CFMMs display pools of liquidity of two assets. The takers and providers of liquidity interact in the liquidity pools: LPs deposit their assets in the pool and LTs exchange assets directly with the pool. CFMMs rely on two rules; the LT trading condition and the LP provision condition. The LT trading condition links the state of the pool before and after a trade is executed, and it determines the relative prices between the assets by their quantities in the pool. The LP provision condition links the state of the pool before and after liquidity is deposited or withdrawn by an LP. Thus, the trading function establishes the link between liquidity and prices, so LTs can compute the execution costs of their trades as a function of the trade size, and LPs can compute the exact quantities that they deposit. In CFMMs, both conditions state that price formation happens only through LT trades (see below).

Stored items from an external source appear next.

//! Query-side view of a knowledge base.
//!
//! The retrieval pipeline only sees [`VectorStore`]: "given a query string,
//! return up to `k` documents with similarity scores". Scores are
//! similarities, higher is better, ordered best first.

use crate::config;
use crate::embeddings::{create_provider, EmbeddingProvider};
use crate::index;
use async_trait::async_trait;
use rusqlite::Connection;
use sage_core::{AppError, AppResult};
use serde::{Deserialize, Serialize};
use std::path::Path;
use std::sync::{Arc, Mutex};

/// A passage returned by a similarity search.
#[derive(Debug, Clone, PartialEq, Serialize, Deserialize)]
pub struct ScoredDocument {
    pub text: String,
    pub score: f32,
    pub source: String,
}

/// Similarity search over stored passages.
#[async_trait]
pub trait VectorStore: Send + Sync {
    /// Up to `k` documents ordered by descending similarity.
    async fn similarity_search(&self, query: &str, k: usize) -> AppResult<Vec<ScoredDocument>>;
}

/// [`VectorStore`] backed by a base's SQLite index.
pub struct SqliteVectorStore {
    base_name: String,
    /// Shared with the blocking scan task.
    conn: Arc<Mutex<Connection>>,
    embedder: Arc<dyn EmbeddingProvider>,
}

impl std::fmt::Debug for SqliteVectorStore {
    fn fmt(&self, f: &mut std::fmt::Formatter<'_>) -> std::fmt::Result {
        f.debug_struct("SqliteVectorStore")
            .field("base_name", &self.base_name)
            .field("embedder", &self.embedder)
            .finish()
    }
}

impl SqliteVectorStore {
    /// Open an existing knowledge base.
    pub fn open(workspace: &Path, base_name: &str) -> AppResult<Self> {
        let index_path = config::get_index_path(workspace, base_name);
        if !index_path.exists() {
            return Err(AppError::Knowledge(format!(
                "Knowledge base '{}' has no index. Run 'sage knowledge learn' first.",
                base_name
            )));
        }

        let kb_config = config::load_config(workspace, base_name)?;
        let embedder = create_provider(&kb_config)?;
        let conn = index::init_index(&index_path)?;

        Ok(Self::new(base_name, conn, embedder))
    }

    pub fn new(base_name: &str, conn: Connection, embedder: Arc<dyn EmbeddingProvider>) -> Self {
        Self {
            base_name: base_name.to_string(),
            conn: Arc::new(Mutex::new(conn)),
            embedder,
        }
    }

    pub fn base_name(&self) -> &str {
        &self.base_name
    }

    /// Number of stored chunks.
    pub fn chunk_count(&self) -> AppResult<u32> {
        let conn = lock(&self.conn)?;
        Ok(index::get_stats(&conn)?.1)
    }
}

fn lock(conn: &Mutex<Connection>) -> AppResult<std::sync::MutexGuard<'_, Connection>> {
    conn.lock()
        .map_err(|_| AppError::Knowledge("Index connection lock poisoned".to_string()))
}

#[async_trait]
impl VectorStore for SqliteVectorStore {
    async fn similarity_search(&self, query: &str, k: usize) -> AppResult<Vec<ScoredDocument>> {
        let query_embedding = self.embedder.embed(query).await?;

        // The full-table scan is synchronous; keep it off the async workers
        let conn = Arc::clone(&self.conn);
        let results = tokio::task::spawn_blocking(move || {
            let conn = lock(&conn)?;
            index::query_chunks(&conn, &query_embedding, k)
        })
        .await
        .map_err(|e| AppError::Retrieval(format!("Similarity scan task failed: {}", e)))??;

        tracing::debug!(
            base = %self.base_name,
            "Similarity search returned {} chunks",
            results.len()
        );

        Ok(results
            .into_iter()
            .map(|(chunk, score)| ScoredDocument {
                text: chunk.text,
                score,
                source: chunk.source_name,
            })
            .collect())
    }
}

#[cfg(test)]
mod tests {
    use super::*;
    use crate::types::{KnowledgeChunk, KnowledgeSource};
    use chrono::Utc;
    use std::path::PathBuf;
    use tempfile::TempDir;

    #[test]
    fn test_open_missing_base() {
        let temp = TempDir::new().unwrap();
        let err = SqliteVectorStore::open(temp.path(), "missing").unwrap_err();
        assert!(err.to_string().contains("knowledge learn"));
    }

    #[tokio::test]
    async fn test_similarity_search_maps_chunks() {
        let temp = TempDir::new().unwrap();
        let conn = index::init_index(&temp.path().join("index.sqlite")).unwrap();
        let embedder = create_provider(&Default::default()).unwrap();

        let path = PathBuf::from("solar.txt");
        let source = KnowledgeSource {
            id: index::source_id(&path),
            name: "solar.txt".to_string(),
            path,
            learned_at: Utc::now(),
            size_bytes: 10,
        };
        index::insert_source(&conn, &source).unwrap();

        for (position, text) in ["solar panels produce electricity", "castles and stone walls"]
            .into_iter()
            .enumerate()
        {
            let embedding = embedder.embed(text).await.unwrap();
            index::insert_chunk(
                &conn,
                &KnowledgeChunk {
                    id: index::chunk_id(&source.id, position as u32, text),
                    source_id: source.id.clone(),
                    source_name: source.name.clone(),
                    position: position as u32,
                    text: text.to_string(),
                    embedding: Some(embedding),
                },
            )
            .unwrap();
        }

        let store = SqliteVectorStore::new("test", conn, embedder);
        assert_eq!(store.chunk_count().unwrap(), 2);

        let docs = store
            .similarity_search("solar panels produce electricity", 1)
            .await
            .unwrap();
        assert_eq!(docs.len(), 1);
        assert_eq!(docs[0].text, "solar panels produce electricity");
        assert_eq!(docs[0].source, "solar.txt");
        assert!((docs[0].score - 1.0).abs() < 0.001);
    }

    #[tokio::test(flavor = "multi_thread", worker_threads = 2)]
    async fn test_concurrent_searches_share_one_store() {
        let temp = TempDir::new().unwrap();
        let conn = index::init_index(&temp.path().join("index.sqlite")).unwrap();
        let embedder = create_provider(&Default::default()).unwrap();
        let store = Arc::new(SqliteVectorStore::new("test", conn, embedder));
        assert_eq!(store.base_name(), "test");

        let handles: Vec<_> = (0..4)
            .map(|i| {
                let store = Arc::clone(&store);
                tokio::spawn(async move {
                    store.similarity_search(&format!("query {}", i), 3).await
                })
            })
            .collect();

        for handle in handles {
            assert!(handle.await.unwrap().unwrap().is_empty());
        }
    }
}
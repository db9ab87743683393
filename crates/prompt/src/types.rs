//! Prompt types for Sage.
//!
//! This module defines the domain entities for the prompt system.

use serde::{Deserialize, Serialize};
use std::collections::HashMap;

/// A prompt definition loaded from YAML.
#[derive(Debug, Clone, Serialize, Deserialize)]
pub struct PromptDefinition {
    /// Unique prompt identifier
    pub id: String,

    /// Human-readable title
    pub title: String,

    /// API version for schema evolution
    #[serde(rename = "apiVersion")]
    pub api_version: String,

    /// Creator identifier
    #[serde(rename = "createdBy", default)]
    pub created_by: String,

    /// What the prompt is for
    #[serde(default)]
    pub description: String,

    /// Variables the template requires
    #[serde(default)]
    pub variables: Vec<String>,

    /// Template string with Handlebars syntax
    pub template: String,

    /// Output specification
    pub output: PromptOutputSpec,
}

/// Output specification for the prompt.
#[derive(Debug, Clone, Serialize, Deserialize)]
pub struct PromptOutputSpec {
    /// Output format (e.g., "text", "json")
    pub format: String,
}

/// A fully built prompt ready for LLM execution.
#[derive(Debug, Clone, Serialize, Deserialize)]
pub struct BuiltPrompt {
    /// System message (optional)
    pub system: Option<String>,

    /// User message (required)
    pub user: String,

    /// Metadata about the built prompt
    pub metadata: BuiltPromptMetadata,
}

/// Metadata about a built prompt.
#[derive(Debug, Clone, Serialize, Deserialize)]
pub struct BuiltPromptMetadata {
    /// Source prompt ID
    #[serde(rename = "sourcePromptId")]
    pub source_prompt_id: String,

    /// Template variables that were resolved
    #[serde(rename = "resolvedVariables")]
    pub resolved_variables: HashMap<String, String>,
}

impl BuiltPrompt {
    /// Create a new built prompt.
    pub fn new(
        system: Option<String>,
        user: String,
        source_prompt_id: String,
        resolved_variables: HashMap<String, String>,
    ) -> Self {
        Self {
            system,
            user,
            metadata: BuiltPromptMetadata {
                source_prompt_id,
                resolved_variables,
            },
        }
    }
}

#[cfg(test)]
mod tests {
    use super::*;

    #[test]
    fn test_prompt_definition_deserialization() {
        let yaml = r#"
id: test.prompt
title: Test Prompt
apiVersion: "1.0"
createdBy: test
variables:
  - query
template: "{{query}}"
output:
  format: text
"#;

        let def: PromptDefinition = serde_yaml::from_str(yaml).unwrap();
        assert_eq!(def.id, "test.prompt");
        assert_eq!(def.variables, vec!["query".to_string()]);
        assert_eq!(def.output.format, "text");
        assert!(def.description.is_empty());
    }

    #[test]
    fn test_built_prompt_creation() {
        let mut vars = HashMap::new();
        vars.insert("query".to_string(), "test".to_string());

        let built = BuiltPrompt::new(
            Some("System message".to_string()),
            "User message".to_string(),
            "test.prompt".to_string(),
            vars,
        );

        assert_eq!(built.system, Some("System message".to_string()));
        assert_eq!(built.user, "User message");
        assert_eq!(built.metadata.source_prompt_id, "test.prompt");
        assert_eq!(built.metadata.resolved_variables["query"], "test");
    }
}
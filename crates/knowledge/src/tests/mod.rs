mod learn_lifecycle;
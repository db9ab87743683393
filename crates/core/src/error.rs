//! Error types for Sage.
//!
//! This module defines a unified error enum that covers all error categories
//! in the application: configuration, I/O, generation, knowledge base,
//! prompts, retrieval and the workflow itself.

use thiserror::Error;

/// Unified error type for Sage.
///
/// Library functions return `Result<T, AppError>`. Pipeline stages absorb
/// these errors into degraded state values; only the CLI surfaces them.
#[derive(Error, Debug)]
pub enum AppError {
    /// Configuration-related errors
    #[error("Configuration error: {0}")]
    Config(String),

    /// I/O and filesystem errors
    #[error("I/O error: {0}")]
    Io(#[from] std::io::Error),

    /// Text generation provider errors
    #[error("LLM error: {0}")]
    Llm(String),

    /// Knowledge base, ingestion and index errors
    #[error("Knowledge error: {0}")]
    Knowledge(String),

    /// Prompt system errors
    #[error("Prompt error: {0}")]
    Prompt(String),

    /// Similarity search errors
    #[error("Retrieval error: {0}")]
    Retrieval(String),

    /// Workflow construction or execution errors
    #[error("Workflow error: {0}")]
    Workflow(String),

    /// Rejected user input
    #[error("Invalid input: {0}")]
    Validation(String),

    /// Serialization/deserialization errors
    #[error("Serialization error: {0}")]
    Serialization(String),

    /// Generic errors
    #[error("{0}")]
    Other(String),
}

impl From<serde_json::Error> for AppError {
    fn from(err: serde_json::Error) -> Self {
        AppError::Serialization(err.to_string())
    }
}

impl From<serde_yaml::Error> for AppError {
    fn from(err: serde_yaml::Error) -> Self {
        AppError::Serialization(err.to_string())
    }
}

/// Convenience type alias for Results with AppError.
pub type AppResult<T> = Result<T, AppError>;
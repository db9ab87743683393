//! Sage Core Library
//!
//! This crate provides the foundational utilities shared by every Sage crate:
//! - Error handling (`AppError`, `AppResult`)
//! - Logging infrastructure
//! - Configuration management (LLM providers and agent tuning)

pub mod config;
pub mod error;
pub mod logging;

// Re-export commonly used types
pub use config::{AgentConfig, AppConfig};
pub use error::{AppError, AppResult};
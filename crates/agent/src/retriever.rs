//! Similarity search gated by a relevance threshold.

use crate::events::{EventSink, TracingSink, WorkflowEvent};
use async_trait::async_trait;
use sage_knowledge::{ScoredDocument, VectorStore};
use std::sync::Arc;

/// Minimum similarity for a passage to count as relevant.
pub const SIMILARITY_THRESHOLD: f32 = 0.6;

/// Source of supporting passages for the answer stage.
///
/// Implementations absorb their own failures: a broken index yields no
/// passages rather than an error.
#[async_trait]
pub trait Retriever: Send + Sync {
    async fn search(&self, query: &str, k: usize) -> Vec<ScoredDocument>;
}

/// Runs a top-k search and keeps the passages scoring at least the
/// threshold, in the store's ranking order.
pub struct SimilarityFilteredRetriever {
    store: Arc<dyn VectorStore>,
    threshold: f32,
    events: Arc<dyn EventSink>,
}

impl SimilarityFilteredRetriever {
    pub fn new(store: Arc<dyn VectorStore>) -> Self {
        Self {
            store,
            threshold: SIMILARITY_THRESHOLD,
            events: Arc::new(TracingSink),
        }
    }

    pub fn with_threshold(mut self, threshold: f32) -> Self {
        self.threshold = threshold;
        self
    }

    pub fn with_events(mut self, events: Arc<dyn EventSink>) -> Self {
        self.events = events;
        self
    }

    pub fn threshold(&self) -> f32 {
        self.threshold
    }
}

#[async_trait]
impl Retriever for SimilarityFilteredRetriever {
    async fn search(&self, query: &str, k: usize) -> Vec<ScoredDocument> {
        let candidates = match self.store.similarity_search(query, k).await {
            Ok(candidates) => candidates,
            Err(e) => {
                self.events.emit(&WorkflowEvent::RetrievalFailed {
                    error: e.to_string(),
                });
                return Vec::new();
            }
        };

        let returned = candidates.len();
        let mut accepted = Vec::with_capacity(returned);

        for (rank, doc) in candidates.into_iter().enumerate() {
            let keep = doc.score >= self.threshold;
            self.events.emit(&WorkflowEvent::DocumentScored {
                rank: rank + 1,
                score: doc.score,
                source: doc.source.clone(),
                accepted: keep,
            });
            if keep {
                accepted.push(doc);
            }
        }

        self.events.emit(&WorkflowEvent::DocumentsFiltered {
            returned,
            accepted: accepted.len(),
            threshold: self.threshold,
        });

        accepted
    }
}
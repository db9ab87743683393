//! Concrete LLM provider implementations.

pub mod ollama;
pub mod openai;

pub use ollama::OllamaClient;
pub use openai::OpenAiClient;
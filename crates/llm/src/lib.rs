//! Text generation crate for Sage.
//!
//! This crate provides a provider-agnostic abstraction over Large Language
//! Models. The pipeline only ever needs "prompt in, text out", so the
//! [`LlmClient`] trait exposes a single non-streaming completion call.
//!
//! # Providers
//! - **Ollama**: Local LLM runtime (default)
//! - **OpenAI**: Any `/v1/chat/completions` compatible endpoint
//!
//! # Example
//! ```no_run
//! use sage_llm::{LlmClient, LlmRequest, providers::OllamaClient};
//!
//! # async fn example() -> Result<(), Box<dyn std::error::Error>> {
//! let client = OllamaClient::new();
//! let request = LlmRequest::new("Hello, world!", "llama3.2");
//! let response = client.complete(&request).await?;
//! println!("{}", response.content);
//! # Ok(())
//! # }
//! ```

pub mod client;
pub mod factory;
pub mod providers;
pub mod types;

// Re-export main types
pub use client::{LlmClient, LlmRequest, LlmResponse, LlmUsage};
pub use factory::create_client;
pub use providers::{OllamaClient, OpenAiClient};
pub use types::ProviderType;
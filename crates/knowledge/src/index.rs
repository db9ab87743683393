//! SQLite-backed vector index for knowledge chunks.

use crate::types::{KnowledgeChunk, KnowledgeSource};
use chrono::{DateTime, Utc};
use rusqlite::{params, Connection, OptionalExtension};
use sage_core::{AppError, AppResult};
use sha2::{Digest, Sha256};
use std::path::Path;

/// Open (creating if needed) the SQLite index database.
pub fn init_index(db_path: &Path) -> AppResult<Connection> {
    if let Some(parent) = db_path.parent() {
        std::fs::create_dir_all(parent)
            .map_err(|e| AppError::Knowledge(format!("Failed to create index directory: {}", e)))?;
    }

    let conn = Connection::open(db_path)
        .map_err(|e| AppError::Knowledge(format!("Failed to open SQLite index: {}", e)))?;

    conn.execute_batch(
        r#"
        CREATE TABLE IF NOT EXISTS sources (
            id TEXT PRIMARY KEY,
            name TEXT NOT NULL,
            path TEXT NOT NULL,
            learned_at TEXT NOT NULL,
            size_bytes INTEGER NOT NULL
        );

        CREATE TABLE IF NOT EXISTS chunks (
            id TEXT PRIMARY KEY,
            source_id TEXT NOT NULL,
            position INTEGER NOT NULL,
            text TEXT NOT NULL,
            embedding BLOB NOT NULL,
            FOREIGN KEY (source_id) REFERENCES sources(id)
        );

        CREATE INDEX IF NOT EXISTS idx_chunks_source ON chunks(source_id);
        "#,
    )
    .map_err(|e| AppError::Knowledge(format!("Failed to create tables: {}", e)))?;

    tracing::debug!("Initialized SQLite index at {:?}", db_path);
    Ok(conn)
}

/// Stable source id derived from the document path.
pub fn source_id(path: &Path) -> String {
    hex_digest(&[path.to_string_lossy().as_bytes()])
}

/// Stable chunk id derived from source, position and text.
pub fn chunk_id(source_id: &str, position: u32, text: &str) -> String {
    hex_digest(&[
        source_id.as_bytes(),
        &position.to_le_bytes(),
        text.as_bytes(),
    ])
}

fn hex_digest(parts: &[&[u8]]) -> String {
    let mut hasher = Sha256::new();
    for part in parts {
        hasher.update((part.len() as u64).to_le_bytes());
        hasher.update(part);
    }
    hasher
        .finalize()
        .iter()
        .map(|b| format!("{:02x}", b))
        .collect()
}

/// Insert or replace a source, dropping chunks from any earlier version of it.
pub fn insert_source(conn: &Connection, source: &KnowledgeSource) -> AppResult<()> {
    conn.execute("DELETE FROM chunks WHERE source_id = ?1", params![source.id])
        .map_err(|e| AppError::Knowledge(format!("Failed to delete old chunks: {}", e)))?;

    conn.execute(
        "INSERT OR REPLACE INTO sources (id, name, path, learned_at, size_bytes)
         VALUES (?1, ?2, ?3, ?4, ?5)",
        params![
            source.id,
            source.name,
            source.path.to_string_lossy().to_string(),
            source.learned_at.to_rfc3339(),
            source.size_bytes as i64,
        ],
    )
    .map_err(|e| AppError::Knowledge(format!("Failed to insert source: {}", e)))?;

    Ok(())
}

/// Insert a chunk with embedding into the index.
pub fn insert_chunk(conn: &Connection, chunk: &KnowledgeChunk) -> AppResult<()> {
    let embedding = chunk
        .embedding
        .as_ref()
        .ok_or_else(|| AppError::Knowledge("Chunk missing embedding".to_string()))?;

    conn.execute(
        "INSERT OR REPLACE INTO chunks (id, source_id, position, text, embedding)
         VALUES (?1, ?2, ?3, ?4, ?5)",
        params![
            chunk.id,
            chunk.source_id,
            chunk.position as i64,
            chunk.text,
            embedding_to_bytes(embedding),
        ],
    )
    .map_err(|e| AppError::Knowledge(format!("Failed to insert chunk: {}", e)))?;

    Ok(())
}

/// Full scan returning the `top_k` chunks by descending cosine similarity.
pub fn query_chunks(
    conn: &Connection,
    query_embedding: &[f32],
    top_k: usize,
) -> AppResult<Vec<(KnowledgeChunk, f32)>> {
    let mut stmt = conn
        .prepare(
            "SELECT c.id, c.source_id, s.name, c.position, c.text, c.embedding
             FROM chunks c JOIN sources s ON s.id = c.source_id",
        )
        .map_err(|e| AppError::Knowledge(format!("Failed to prepare query: {}", e)))?;

    let rows = stmt
        .query_map([], |row| {
            let embedding_bytes: Vec<u8> = row.get(5)?;
            Ok((
                KnowledgeChunk {
                    id: row.get(0)?,
                    source_id: row.get(1)?,
                    source_name: row.get(2)?,
                    position: row.get::<_, i64>(3)? as u32,
                    text: row.get(4)?,
                    embedding: None,
                },
                embedding_bytes,
            ))
        })
        .map_err(|e| AppError::Knowledge(format!("Failed to query chunks: {}", e)))?;

    let mut results = Vec::new();
    for row in rows {
        let (chunk, bytes) =
            row.map_err(|e| AppError::Knowledge(format!("Failed to read chunk row: {}", e)))?;
        let embedding = bytes_to_embedding(&bytes)?;
        let score = cosine_similarity(query_embedding, &embedding);
        results.push((chunk, score));
    }

    results.sort_by(|a, b| b.1.partial_cmp(&a.1).unwrap_or(std::cmp::Ordering::Equal));
    results.truncate(top_k);

    tracing::debug!(
        "Retrieved {} chunks (requested top-{})",
        results.len(),
        top_k
    );

    Ok(results)
}

/// Count sources and chunks.
pub fn get_stats(conn: &Connection) -> AppResult<(u32, u32)> {
    let sources_count: u32 = conn
        .query_row("SELECT COUNT(*) FROM sources", [], |row| {
            row.get::<_, i64>(0).map(|v| v as u32)
        })
        .map_err(|e| AppError::Knowledge(format!("Failed to count sources: {}", e)))?;

    let chunks_count: u32 = conn
        .query_row("SELECT COUNT(*) FROM chunks", [], |row| {
            row.get::<_, i64>(0).map(|v| v as u32)
        })
        .map_err(|e| AppError::Knowledge(format!("Failed to count chunks: {}", e)))?;

    Ok((sources_count, chunks_count))
}

/// Timestamp of the most recently learned source.
pub fn last_learned_at(conn: &Connection) -> AppResult<Option<DateTime<Utc>>> {
    let latest: Option<String> = conn
        .query_row("SELECT MAX(learned_at) FROM sources", [], |row| {
            row.get::<_, Option<String>>(0)
        })
        .optional()
        .map_err(|e| AppError::Knowledge(format!("Failed to read learn time: {}", e)))?
        .flatten();

    latest
        .map(|s| {
            DateTime::parse_from_rfc3339(&s)
                .map(|t| t.with_timezone(&Utc))
                .map_err(|e| AppError::Knowledge(format!("Invalid learn time '{}': {}", s, e)))
        })
        .transpose()
}

/// Reset the index (delete all data).
pub fn reset_index(conn: &Connection) -> AppResult<()> {
    conn.execute("DELETE FROM chunks", [])
        .map_err(|e| AppError::Knowledge(format!("Failed to delete chunks: {}", e)))?;

    conn.execute("DELETE FROM sources", [])
        .map_err(|e| AppError::Knowledge(format!("Failed to delete sources: {}", e)))?;

    tracing::info!("Reset knowledge base index");
    Ok(())
}

fn embedding_to_bytes(embedding: &[f32]) -> Vec<u8> {
    embedding.iter().flat_map(|v| v.to_le_bytes()).collect()
}

fn bytes_to_embedding(bytes: &[u8]) -> AppResult<Vec<f32>> {
    if bytes.len() % 4 != 0 {
        return Err(AppError::Knowledge(
            "Invalid embedding bytes length".to_string(),
        ));
    }

    Ok(bytes
        .chunks_exact(4)
        .map(|b| f32::from_le_bytes([b[0], b[1], b[2], b[3]]))
        .collect())
}

/// Cosine similarity in [-1, 1]; 0 for mismatched or zero vectors.
pub fn cosine_similarity(a: &[f32], b: &[f32]) -> f32 {
    if a.len() != b.len() {
        return 0.0;
    }

    let dot_product: f32 = a.iter().zip(b.iter()).map(|(x, y)| x * y).sum();
    let norm_a: f32 = a.iter().map(|x| x * x).sum::<f32>().sqrt();
    let norm_b: f32 = b.iter().map(|x| x * x).sum::<f32>().sqrt();

    if norm_a == 0.0 || norm_b == 0.0 {
        return 0.0;
    }

    dot_product / (norm_a * norm_b)
}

In decentralized platforms running on peer-to-peer networks, CFMMs are hard-coded and immutable programs implemented as Smart Contracts, where LPs and LTs invoke the code of the contract to execute their transactions. A particular case of CFMMs are the constant product market makers (CPMMs) such as Uniswap v2 and Uniswap v3 where the trading function uses the product of the quantities of each asset in the pool to determine clearing prices. CFMMs are also popular in prediction markets.